Attualmente la tecnologia, daccordo con la medicina, sta facendo i primi passi nella creazione di dispositivi elettronici che ci permetteranno di recuperare funzioni perse. È il caso dell’occhio bionico, un dispisitivo complesso che attraverso un microchip impiantato nel corpo e l’utilizzo di un paio di occhiali speciali, permette alle perosne completamente ceche di vedere luci, ombre e contorni di figure, offrendo così una maggiore autonomia. Esistono anche impianti cerebrali che permettono di recuperare l’udito ed altri che sostituiscono le funzioni dei neuroni persi a causa di malattie come il Parkinson.
Insomma…quale sarà l’elemento determinante che ci farà decidere se impiantarci o meno un microchip?
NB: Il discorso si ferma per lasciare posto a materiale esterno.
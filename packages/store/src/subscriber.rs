//! Subscribers, their entries in a store, and the handle that removes them.

use std::panic::{self, AssertUnwindSafe};
use std::sync::atomic::{AtomicBool, Ordering};
use std::sync::Arc;

use strand_sched::Scheduler;
use tracing::error;

use crate::action::Cause;

/// Callback notified after every state transition of a store.
///
/// Implemented for any `Fn(&S, &S, &Cause<A>)` taking `(new, old, cause)`.
pub trait Subscriber<S, A>: Send + Sync {
    /// Observe a transition from `old_state` to `new_state`.
    fn notify(&self, new_state: &S, old_state: &S, cause: &Cause<A>);
}

impl<S, A, F> Subscriber<S, A> for F
where
    F: Fn(&S, &S, &Cause<A>) + Send + Sync,
{
    fn notify(&self, new_state: &S, old_state: &S, cause: &Cause<A>) {
        self(new_state, old_state, cause)
    }
}

/// One transition, shared by every notification task of a fan-out.
pub(crate) struct Change<S, A> {
    pub(crate) new_state: S,
    pub(crate) old_state: S,
    pub(crate) cause: Cause<A>,
}

/// A subscriber bound to the scheduler it must run on.
pub(crate) struct SubscriberEntry<S, A> {
    pub(crate) id: u64,
    pub(crate) scheduler: Arc<dyn Scheduler>,
    subscriber: Box<dyn Subscriber<S, A>>,
    disposed: Arc<AtomicBool>,
}

impl<S, A> SubscriberEntry<S, A> {
    pub(crate) fn new(
        id: u64,
        scheduler: Arc<dyn Scheduler>,
        subscriber: Box<dyn Subscriber<S, A>>,
    ) -> Self {
        Self {
            id,
            scheduler,
            subscriber,
            disposed: Arc::new(AtomicBool::new(false)),
        }
    }

    pub(crate) fn disposed_flag(&self) -> Arc<AtomicBool> {
        Arc::clone(&self.disposed)
    }

    pub(crate) fn is_disposed(&self) -> bool {
        self.disposed.load(Ordering::Acquire)
    }

    /// Invoke the subscriber on the current thread. A panicking subscriber
    /// is logged and does not take the fan-out down with it.
    pub(crate) fn deliver(&self, change: &Change<S, A>) {
        let outcome = panic::catch_unwind(AssertUnwindSafe(|| {
            self.subscriber
                .notify(&change.new_state, &change.old_state, &change.cause)
        }));
        if outcome.is_err() {
            error!(subscriber = self.id, "subscriber panicked");
        }
    }
}

/// Handle returned by `subscribe`; [`dispose`](Disposer::dispose) removes the
/// subscription.
///
/// Dropping a `Disposer` does *not* unsubscribe. Disposing is idempotent,
/// safe from any thread (including from inside the subscriber itself), and
/// a no-op once the store is gone. A notification already in flight when
/// `dispose` is called may still be delivered.
pub struct Disposer {
    disposed: Arc<AtomicBool>,
    remove: Box<dyn Fn() + Send + Sync>,
}

impl Disposer {
    pub(crate) fn new(disposed: Arc<AtomicBool>, remove: Box<dyn Fn() + Send + Sync>) -> Self {
        Self { disposed, remove }
    }

    /// Remove the subscription.
    pub fn dispose(&self) {
        if !self.disposed.swap(true, Ordering::AcqRel) {
            (self.remove)();
        }
    }

    /// Whether `dispose` has been called, or the subscription never took
    /// effect because the store had already drained.
    pub fn is_disposed(&self) -> bool {
        self.disposed.load(Ordering::Acquire)
    }
}

impl std::fmt::Debug for Disposer {
    fn fmt(&self, f: &mut std::fmt::Formatter<'_>) -> std::fmt::Result {
        f.debug_struct("Disposer")
            .field("disposed", &self.is_disposed())
            .finish()
    }
}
Saranno le necessità mediche il fattore decisivo? E se domani si inventasse un microchip che permettesse di facilitare il processo di apprendimento nelle persone con ritardo mentale? Resisteremmo alla possibilità di impiantarci un microchip che ci permettesse di semplificare l’apprendimento partendo solo dallo scaricamento di un software? Ricordiamoci che anche la chirurgia estetica agli inizi era utilizzata prevalentemente per restaurare parti del corpo perse o lacerate a causa di orribili mutilazioni, ma con il passare del tempo si è diffusa a tal punto che oggi una buona maggioranza vi ricorre per migliorare il proprio aspetto, o per sembrare più giovani o più semplicemente perchè è di moda.
In pratica, potremmo dire che il confine tra installare un telepass all’auto per evitare le code all’uscita del casello autostradale ed impiantare un microchip sottocutaneo per evitare la coda al supermercato è molto labile.
Il problema principale nelle nostre relazioni con la tecnologia (almeno dal mio punto di vista) sta nella mancanza di conoscenza, ed è sostenuto da una relazione tra timore ed attrazione. Ci sentiamo atratti e affascinati dalle nuove conquiste della tecnologia e dalle possibilità che queste ci offrono, ma nello stesso tempo abbiamo paura di perdere il controllo su di noi stessi. Questa attitudine ha un finale fatidico: ci trasformiamo in consumatori passivi di una tecnologia che utilizziamo ma che non comprendiamo.
Fonte:
(2010, marzo) One in four Germans wants microchip under skin: poll. In: Physorg.